**Task to carry out**
Every line of the records that holds the word "failed" should be copied.

---*---

//! Inbound message dispatch.
//!
//! A raw webhook body goes through three steps:
//! 1. [`crate::classify::classify`] finds `MsgType` (and `Event`) with a forward scan.
//! 2. The registered handler for that [`MessageKind`] is looked up.
//! 3. The body is decoded once into the handler's structure and the handler runs.
//!
//! ```ignore
//! use wxapi_rs::{HandlerRegistry, MessageDispatcher, SubscribeEvent, TextMessage};
//!
//! let registry = HandlerRegistry::new()
//!     .on(|msg: TextMessage| async move {
//!         tracing::info!(from = %msg.from_user_name, "text: {}", msg.content);
//!         anyhow::Ok(())
//!     })
//!     .on(|ev: SubscribeEvent| async move {
//!         tracing::info!(scene = ?ev.event_key, "new follower");
//!         anyhow::Ok(())
//!     });
//!
//! let dispatcher = MessageDispatcher::new(registry);
//! dispatcher.dispatch(body.as_ref()).await?;
//! ```

use std::collections::HashMap;
use std::future::Future;
use std::marker::PhantomData;
use std::sync::Arc;

use async_trait::async_trait;
use thiserror::Error;
use tracing::{debug, instrument, warn};

use crate::classify;
use crate::message::{self, InboundPayload, MessageKind};

/// Errors from classifying, decoding or handling an inbound message
#[derive(Debug, Error)]
pub enum DispatchError {
    #[error("malformed xml: {0}")]
    Xml(#[from] quick_xml::Error),

    #[error("document has no <{0}> element")]
    MissingField(&'static str),

    #[error("failed to decode message body: {0}")]
    Decode(#[from] quick_xml::DeError),

    #[error("invalid message type: {0:?}")]
    InvalidMessageType(String),

    #[error("invalid event type: {0:?}")]
    InvalidEventType(String),

    #[error("no handler registered for {0}")]
    UnregisteredHandler(MessageKind),

    #[error("{kind} handler failed: {error}")]
    Handler {
        kind: MessageKind,
        #[source]
        error: anyhow::Error,
    },
}

/// Callback for one inbound structure.
///
/// Implemented for any `Fn(M) -> impl Future<Output = anyhow::Result<()>>`.
#[async_trait]
pub trait Handler<M: Send + 'static>: Send + Sync + 'static {
    async fn handle(&self, message: M) -> anyhow::Result<()>;
}

#[async_trait]
impl<M, F, Fut> Handler<M> for F
where
    M: Send + 'static,
    F: Fn(M) -> Fut + Send + Sync + 'static,
    Fut: Future<Output = anyhow::Result<()>> + Send + 'static,
{
    async fn handle(&self, message: M) -> anyhow::Result<()> {
        (self)(message).await
    }
}

#[async_trait]
trait ErasedHandler: Send + Sync {
    async fn call(&self, raw: &[u8]) -> Result<(), DispatchError>;
}

struct Typed<M, H> {
    handler: H,
    _message: PhantomData<fn(M)>,
}

#[async_trait]
impl<M, H> ErasedHandler for Typed<M, H>
where
    M: InboundPayload,
    H: Handler<M>,
{
    async fn call(&self, raw: &[u8]) -> Result<(), DispatchError> {
        let message: M = message::decode(raw)?;
        self.handler
            .handle(message)
            .await
            .map_err(|error| DispatchError::Handler {
                kind: M::KIND,
                error,
            })
    }
}

/// One handler per [`MessageKind`], configured at startup
#[derive(Default)]
pub struct HandlerRegistry {
    handlers: HashMap<MessageKind, Box<dyn ErasedHandler>>,
}

impl HandlerRegistry {
    pub fn new() -> Self {
        Self::default()
    }

    /// Register `handler` for `M::KIND`, replacing any previous one.
    pub fn register<M, H>(&mut self, handler: H) -> &mut Self
    where
        M: InboundPayload,
        H: Handler<M>,
    {
        let typed = Typed::<M, H> {
            handler,
            _message: PhantomData,
        };
        if self.handlers.insert(M::KIND, Box::new(typed)).is_some() {
            warn!(kind = %M::KIND, "replaced previously registered handler");
        }
        self
    }

    pub fn with_handler<M, H>(mut self, handler: H) -> Self
    where
        M: InboundPayload,
        H: Handler<M>,
    {
        self.register::<M, H>(handler);
        self
    }

    /// Register a closure; the structure is inferred from its argument type.
    pub fn on<M, F, Fut>(self, f: F) -> Self
    where
        M: InboundPayload,
        F: Fn(M) -> Fut + Send + Sync + 'static,
        Fut: Future<Output = anyhow::Result<()>> + Send + 'static,
    {
        self.with_handler::<M, F>(f)
    }

    pub fn contains(&self, kind: MessageKind) -> bool {
        self.handlers.contains_key(&kind)
    }

    pub fn len(&self) -> usize {
        self.handlers.len()
    }

    pub fn is_empty(&self) -> bool {
        self.handlers.is_empty()
    }
}

impl std::fmt::Debug for HandlerRegistry {
    fn fmt(&self, f: &mut std::fmt::Formatter<'_>) -> std::fmt::Result {
        f.debug_set().entries(self.handlers.keys()).finish()
    }
}

/// Classifies raw bodies and routes them to the registry
#[derive(Clone, Debug)]
pub struct MessageDispatcher {
    registry: Arc<HandlerRegistry>,
}

impl MessageDispatcher {
    pub fn new(registry: impl Into<Arc<HandlerRegistry>>) -> Self {
        Self {
            registry: registry.into(),
        }
    }

    pub fn registry(&self) -> &HandlerRegistry {
        &self.registry
    }

    /// Classify `raw`, decode it once and run the matching handler.
    ///
    /// The handler's result is returned as-is, wrapped in [`DispatchError::Handler`] on failure.
    #[instrument(level = "debug", skip_all, fields(len = raw.len()))]
    pub async fn dispatch(&self, raw: &[u8]) -> Result<(), DispatchError> {
        let classification = classify::classify(raw)?;
        let kind = MessageKind::resolve(&classification)?;
        let handler = self
            .registry
            .handlers
            .get(&kind)
            .ok_or(DispatchError::UnregisteredHandler(kind))?;
        debug!(%kind, "dispatching inbound message");
        handler.call(raw).await
    }
}

#[cfg(test)]
mod tests {
    use std::sync::atomic::{AtomicUsize, Ordering};

    use parking_lot::Mutex;

    use super::*;
    use crate::message::{ClickEvent, SubscribeEvent, TextMessage};

    const SUBSCRIBE: &str = r#"<xml>
  <ToUserName><![CDATA[gh_123456789abc]]></ToUserName>
  <FromUserName><![CDATA[oFollower]]></FromUserName>
  <CreateTime>1700000000</CreateTime>
  <MsgType><![CDATA[event]]></MsgType>
  <Event><![CDATA[subscribe]]></Event>
  <EventKey><![CDATA[qrscene_123123]]></EventKey>
  <Ticket><![CDATA[TICKET]]></Ticket>
</xml>"#;

    const TEXT: &str = r#"<xml>
  <ToUserName><![CDATA[gh_123456789abc]]></ToUserName>
  <FromUserName><![CDATA[oUser]]></FromUserName>
  <CreateTime>1348831860</CreateTime>
  <MsgType><![CDATA[text]]></MsgType>
  <Content><![CDATA[this is a test]]></Content>
  <MsgId>1234567890123456</MsgId>
</xml>"#;

    #[tokio::test]
    async fn subscribe_event_reaches_its_handler() {
        let seen: Arc<Mutex<Option<SubscribeEvent>>> = Arc::default();
        let sink = seen.clone();
        let registry = HandlerRegistry::new().on(move |ev: SubscribeEvent| {
            let sink = sink.clone();
            async move {
                *sink.lock() = Some(ev);
                anyhow::Ok(())
            }
        });

        let c = classify::classify(SUBSCRIBE.as_bytes()).expect("classify");
        assert_eq!(c.msg_type, "event");
        assert_eq!(c.event.as_deref(), Some("subscribe"));

        MessageDispatcher::new(registry)
            .dispatch(SUBSCRIBE.as_bytes())
            .await
            .expect("dispatch");

        let ev = seen.lock().take().expect("handler ran");
        assert_eq!(ev.event_key.as_deref(), Some("qrscene_123123"));
        assert_eq!(ev.ticket.as_deref(), Some("TICKET"));
        assert_eq!(ev.from_user_name, "oFollower");
        assert_eq!(ev.create_time, 1700000000);
    }

    #[tokio::test]
    async fn unregistered_kind_is_not_an_invalid_kind() {
        let registry = HandlerRegistry::new().on(|_: SubscribeEvent| async { anyhow::Ok(()) });
        let err = MessageDispatcher::new(registry)
            .dispatch(TEXT.as_bytes())
            .await
            .unwrap_err();
        assert!(matches!(err, DispatchError::UnregisteredHandler(MessageKind::Text)));
    }

    #[tokio::test]
    async fn unknown_msg_type_carries_literal() {
        let xml = "<xml><MsgType><![CDATA[bogus]]></MsgType></xml>";
        let err = MessageDispatcher::new(HandlerRegistry::new())
            .dispatch(xml.as_bytes())
            .await
            .unwrap_err();
        match err {
            DispatchError::InvalidMessageType(t) => assert_eq!(t, "bogus"),
            other => panic!("unexpected error: {other:?}"),
        }
    }

    #[tokio::test]
    async fn unknown_event_type_carries_literal() {
        let xml = "<xml><MsgType>event</MsgType><Event>MASSSENDJOBFINISH</Event></xml>";
        let err = MessageDispatcher::new(HandlerRegistry::new())
            .dispatch(xml.as_bytes())
            .await
            .unwrap_err();
        assert!(matches!(err, DispatchError::InvalidEventType(t) if t == "MASSSENDJOBFINISH"));
    }

    #[tokio::test]
    async fn same_document_decodes_identically() {
        let seen: Arc<Mutex<Vec<TextMessage>>> = Arc::default();
        let sink = seen.clone();
        let dispatcher = MessageDispatcher::new(HandlerRegistry::new().on(move |msg: TextMessage| {
            let sink = sink.clone();
            async move {
                sink.lock().push(msg);
                anyhow::Ok(())
            }
        }));

        dispatcher.dispatch(TEXT.as_bytes()).await.expect("first");
        dispatcher.dispatch(TEXT.as_bytes()).await.expect("second");

        let seen = seen.lock();
        assert_eq!(seen.len(), 2);
        assert_eq!(seen[0], seen[1]);
        assert_eq!(seen[0].content, "this is a test");
        assert_eq!(seen[0].msg_id, Some(1234567890123456));
    }

    #[tokio::test]
    async fn missing_msg_type_is_reported() {
        let err = MessageDispatcher::new(HandlerRegistry::new())
            .dispatch(b"<xml><Content>x</Content></xml>")
            .await
            .unwrap_err();
        assert!(matches!(err, DispatchError::MissingField("MsgType")));
    }

    #[tokio::test]
    async fn handler_error_is_propagated_with_kind() {
        let registry = HandlerRegistry::new()
            .on(|_: TextMessage| async { Err::<(), _>(anyhow::anyhow!("downstream unavailable")) });
        let err = MessageDispatcher::new(registry)
            .dispatch(TEXT.as_bytes())
            .await
            .unwrap_err();
        match err {
            DispatchError::Handler { kind, error } => {
                assert_eq!(kind, MessageKind::Text);
                assert_eq!(error.to_string(), "downstream unavailable");
            }
            other => panic!("unexpected error: {other:?}"),
        }
    }

    #[tokio::test]
    async fn body_that_does_not_fit_the_kind_fails_to_decode() {
        // CLICK events require EventKey
        let xml = "<xml><ToUserName>a</ToUserName><FromUserName>b</FromUserName><CreateTime>1</CreateTime><MsgType>event</MsgType><Event>CLICK</Event></xml>";
        let registry = HandlerRegistry::new().on(|_: ClickEvent| async { anyhow::Ok(()) });
        let err = MessageDispatcher::new(registry)
            .dispatch(xml.as_bytes())
            .await
            .unwrap_err();
        assert!(matches!(err, DispatchError::Decode(_)));
    }

    struct CountingHandler {
        calls: Arc<AtomicUsize>,
    }

    #[async_trait]
    impl Handler<ClickEvent> for CountingHandler {
        async fn handle(&self, ev: ClickEvent) -> anyhow::Result<()> {
            assert_eq!(ev.event_key, "V1001_TODAY_MUSIC");
            self.calls.fetch_add(1, Ordering::SeqCst);
            Ok(())
        }
    }

    #[tokio::test]
    async fn trait_handlers_register_and_replace() {
        let calls = Arc::new(AtomicUsize::new(0));
        let mut registry = HandlerRegistry::new();
        registry.register::<ClickEvent, _>(|_: ClickEvent| async { anyhow::Ok(()) });
        registry.register::<ClickEvent, _>(CountingHandler {
            calls: calls.clone(),
        });
        assert_eq!(registry.len(), 1);
        assert!(registry.contains(MessageKind::ClickEvent));
        assert!(!registry.contains(MessageKind::ViewEvent));

        let xml = "<xml><ToUserName>a</ToUserName><FromUserName>b</FromUserName><CreateTime>1</CreateTime><MsgType>event</MsgType><Event>CLICK</Event><EventKey>V1001_TODAY_MUSIC</EventKey></xml>";
        MessageDispatcher::new(registry)
            .dispatch(xml.as_bytes())
            .await
            .expect("dispatch");
        assert_eq!(calls.load(Ordering::SeqCst), 1);
    }
}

---*---

**Written answer**
    #[error("failed to decode message body: {0}")]
    #[error("{kind} handler failed: {error}")]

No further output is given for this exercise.